Fasting is nothing new of course, and has been practised for centuries for religious and political purposes. But in the last few years, there has been overwhelming research released showing that fasting can be a really powerful tool for weight loss. But the most important thing to remember about Intermittent Fasting, is that it is a lifestyle not a diet.

If you decide to go for it, check with your doctor first that IF is safe for you, then have a read up on the various IF plans there are, join a IF support Facebook group and get the ‘Zero’ app on your phone.
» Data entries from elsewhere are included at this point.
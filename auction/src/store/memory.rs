//! In-process store. Every mutation happens under one lock, so the
//! result-plus-counters write is atomic the same way the SQL transaction is.

use std::collections::{HashMap, HashSet};

use anyhow::{Result, bail};
use async_trait::async_trait;
use parking_lot::Mutex;

use super::{
    BudgetStore, CandidateSource, InventoryDirectory, ResultStore, SpendOutcome, UpsertOutcome,
    WinCharge,
};
use crate::model::{AdUnit, AuctionResult, BudgetState, Candidate, EntityStatus};

#[derive(Default)]
struct State {
    ad_units: HashMap<String, AdUnit>,
    candidates: HashMap<String, Candidate>,
    budgets: HashMap<String, BudgetState>,
    results: HashMap<String, AuctionResult>,
    ledger: HashSet<String>,
}

impl State {
    fn apply_spend(
        &mut self,
        request_id: &str,
        campaign_id: &str,
        amount: f64,
    ) -> Result<SpendOutcome> {
        if self.ledger.contains(request_id) {
            return Ok(SpendOutcome::AlreadyApplied);
        }
        let Some(budget) = self.budgets.get_mut(campaign_id) else {
            bail!("no budget row for campaign {campaign_id}");
        };
        budget.spent_to_date += amount;
        self.ledger.insert(request_id.to_string());
        Ok(SpendOutcome::Applied)
    }
}

#[derive(Default)]
pub struct MemoryStore {
    state: Mutex<State>,
}

impl MemoryStore {
    pub fn new() -> Self {
        Self::default()
    }

    pub fn put_ad_unit(&self, unit: AdUnit) {
        self.state
            .lock()
            .ad_units
            .insert(unit.ad_unit_id.clone(), unit);
    }

    pub fn put_candidate(&self, candidate: Candidate) {
        self.state
            .lock()
            .candidates
            .insert(candidate.candidate_id.clone(), candidate);
    }

    pub fn put_budget(&self, budget: BudgetState) {
        self.state
            .lock()
            .budgets
            .insert(budget.campaign_id.clone(), budget);
    }

    pub fn candidate(&self, candidate_id: &str) -> Option<Candidate> {
        self.state.lock().candidates.get(candidate_id).cloned()
    }

    pub fn budget(&self, campaign_id: &str) -> Option<BudgetState> {
        self.state.lock().budgets.get(campaign_id).cloned()
    }

    pub fn result_count(&self) -> usize {
        self.state.lock().results.len()
    }
}

#[async_trait]
impl InventoryDirectory for MemoryStore {
    async fn get_ad_unit(&self, ad_unit_id: &str) -> Result<Option<AdUnit>> {
        Ok(self.state.lock().ad_units.get(ad_unit_id).cloned())
    }
}

#[async_trait]
impl CandidateSource for MemoryStore {
    async fn list_eligible(
        &self,
        _ad_unit_id: &str,
        organization_id: &str,
    ) -> Result<Vec<Candidate>> {
        let state = self.state.lock();
        let mut out: Vec<Candidate> = state
            .candidates
            .values()
            .filter(|c| {
                c.organization_id == organization_id
                    && c.status == EntityStatus::Active
                    && c.campaign_status == EntityStatus::Active
            })
            .cloned()
            .collect();
        out.sort_by(|a, b| a.candidate_id.cmp(&b.candidate_id));
        Ok(out)
    }
}

#[async_trait]
impl BudgetStore for MemoryStore {
    async fn get_state(&self, campaign_id: &str) -> Result<Option<BudgetState>> {
        Ok(self.budget(campaign_id))
    }

    async fn increment_spend(
        &self,
        request_id: &str,
        campaign_id: &str,
        amount: f64,
    ) -> Result<SpendOutcome> {
        self.state
            .lock()
            .apply_spend(request_id, campaign_id, amount)
    }
}

#[async_trait]
impl ResultStore for MemoryStore {
    async fn get_by_request_id(&self, request_id: &str) -> Result<Option<AuctionResult>> {
        Ok(self.state.lock().results.get(request_id).cloned())
    }

    async fn upsert(
        &self,
        result: &AuctionResult,
        charge: Option<&WinCharge>,
    ) -> Result<UpsertOutcome> {
        let mut state = self.state.lock();
        if state.results.contains_key(&result.request_id) {
            return Ok(UpsertOutcome::AlreadyPresent);
        }

        if let Some(charge) = charge {
            // check both rows before mutating anything
            if !state.candidates.contains_key(&charge.candidate_id) {
                bail!("no candidate row for {}", charge.candidate_id);
            }
            state.apply_spend(&result.request_id, &charge.campaign_id, charge.amount)?;
            if let Some(c) = state.candidates.get_mut(&charge.candidate_id) {
                c.stats.impressions += 1;
            }
        }

        state
            .results
            .insert(result.request_id.clone(), result.clone());
        Ok(UpsertOutcome::Applied)
    }
}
Whenever I start a project, I love to have lots of information at my fingertips…and it will really support you to read other people stories and tips for success, if you feel it’s challenging to begin with.
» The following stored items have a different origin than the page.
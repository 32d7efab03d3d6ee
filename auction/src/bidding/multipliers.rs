//! Multipliers applied on top of the base bid. All pure.

use crate::eligibility::{category_match, device_match, geo_match};
use crate::model::{BidRequest, Candidate, PerformanceStats};
use crate::time::MS_PER_DAY;

pub const QUALITY_MIN: f64 = 0.5;
pub const QUALITY_MAX: f64 = 1.0;

/// CTR contribution = ctr * CTR_WEIGHT, capped at CTR_CAP.
pub const CTR_WEIGHT: f64 = 10.0;
pub const CTR_CAP: f64 = 0.3;
/// Conversion-rate contribution = cvr * CVR_WEIGHT, capped at CVR_CAP.
pub const CVR_WEIGHT: f64 = 1.0;
pub const CVR_CAP: f64 = 0.15;
/// Recency bonus for a campaign touched "now"; zero after the window.
pub const RECENCY_BONUS_MAX: f64 = 0.05;
pub const RECENCY_WINDOW_DAYS: f64 = 30.0;

pub const TARGETING_MIN: f64 = 0.7;
pub const TARGETING_MAX: f64 = 1.3;
pub const TARGETING_NEUTRAL: f64 = 1.0;

/// Budget pacing bands, checked in order; first match wins, otherwise ×1.0.
const PACING_POLICY: [(PacingBand, f64); 3] = [
    (PacingBand::Above(0.9), 0.8),
    (PacingBand::Above(0.7), 0.9),
    (PacingBand::Below(0.3), 1.2),
];

#[derive(Clone, Copy, Debug)]
enum PacingBand {
    Above(f64),
    Below(f64),
}

impl PacingBand {
    fn contains(&self, utilization: f64) -> bool {
        match *self {
            PacingBand::Above(t) => utilization > t,
            PacingBand::Below(t) => utilization < t,
        }
    }
}

/// Quality multiplier in [0.5, 1.0] from history and recency.
pub fn quality_multiplier(candidate: &Candidate, now_ms: u64) -> f64 {
    let q = QUALITY_MIN
        + history_contribution(&candidate.stats)
        + recency_bonus(candidate.updated_at_ms, now_ms);
    q.clamp(QUALITY_MIN, QUALITY_MAX)
}

fn history_contribution(stats: &PerformanceStats) -> f64 {
    let ctr = (stats.ctr() * CTR_WEIGHT).min(CTR_CAP);
    let cvr = (stats.conversion_rate() * CVR_WEIGHT).min(CVR_CAP);
    ctr + cvr
}

/// Linearly decays from `RECENCY_BONUS_MAX` to zero over the window.
/// Timestamps in the future count as age zero.
pub fn recency_bonus(updated_at_ms: u64, now_ms: u64) -> f64 {
    let age_days = now_ms.saturating_sub(updated_at_ms) as f64 / MS_PER_DAY as f64;
    RECENCY_BONUS_MAX * (1.0 - age_days / RECENCY_WINDOW_DAYS).max(0.0)
}

/// Targeting multiplier in [0.7, 1.3].
///
/// Neutral (1.0) when no dimension is constrained on both sides; otherwise
/// the mean per-dimension match score mapped linearly onto the range.
pub fn targeting_multiplier(candidate: &Candidate, request: &BidRequest) -> f64 {
    let t = &candidate.targeting;
    let scores: Vec<f64> = [
        geo_match(t, &request.geo),
        device_match(t, request),
        category_match(t, request),
    ]
    .iter()
    .filter_map(|m| m.score())
    .collect();

    if scores.is_empty() {
        return TARGETING_NEUTRAL;
    }

    let mean = scores.iter().sum::<f64>() / scores.len() as f64;
    (TARGETING_MIN + (TARGETING_MAX - TARGETING_MIN) * mean).clamp(TARGETING_MIN, TARGETING_MAX)
}

/// Pacing multiplier from budget utilization.
pub fn budget_multiplier(utilization: f64) -> f64 {
    PACING_POLICY
        .iter()
        .find(|(band, _)| band.contains(utilization))
        .map(|(_, m)| *m)
        .unwrap_or(1.0)
}

/// Quality multiplier normalised to [0, 1].
pub fn quality_score(quality_multiplier: f64) -> f64 {
    ((quality_multiplier - QUALITY_MIN) / (QUALITY_MAX - QUALITY_MIN)).clamp(0.0, 1.0)
}

/// Targeting multiplier normalised to [0, 1].
pub fn targeting_score(targeting_multiplier: f64) -> f64 {
    ((targeting_multiplier - TARGETING_MIN) / (TARGETING_MAX - TARGETING_MIN)).clamp(0.0, 1.0)
}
And remember it is not just the weight loss, but the overall health benefits: For example, fasting may boost heart health by improving blood pressure and dropping cholesterol; it helps fight inflammation, (which can lead to cancers, heart disease and rheumatoid arthritis), and increases growth hormone secretion vital for metabolic rate, weight loss and muscle growth. On top of all that, it may aid cancer prevention and increase the effects of chemotherapy, while boosting brain function and preventing neurodegenerative diseases.
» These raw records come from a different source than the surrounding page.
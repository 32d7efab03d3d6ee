/// Wall-clock milliseconds since the unix epoch.
pub fn now_ms() -> u64 {
    chrono::Utc::now().timestamp_millis().max(0) as u64
}

pub const MS_PER_DAY: u64 = 86_400_000;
Above all though, there is evidence of impressive success rates in people who have a lot of weight to lose, and what’s more, there is increasing research to show that once shed, the weight stays off. So…What are you waiting for? 🤩

8 replies »

  1. Fantastic blog Karen, setting IF out sensibly so it can easily be followed .I am going to give it a try as I fell & hurt my knee & need to lose the weight I put on during the pandemic (& some) in order to help my knee to heal. It will also benefit me in many other ways . Thank you again…. Hoping you & Andy are keeping well x

    • Ah bless you Dee thanks for your support as always… glad you are determined to give it a go … make sure you start carefully and listen to your body if you haven’t done it before ❤️

  2. Like you, I’m on the wrong side of 50 and I too discovered intermittent fasting and I completely concur with everything you said here. My only addition would be walking as exercise. It’s easy and almost anyone can do it and it requires no special equipment. Intermittent fasting and walking have me in better shape in my 50’s than I was in my 40’s.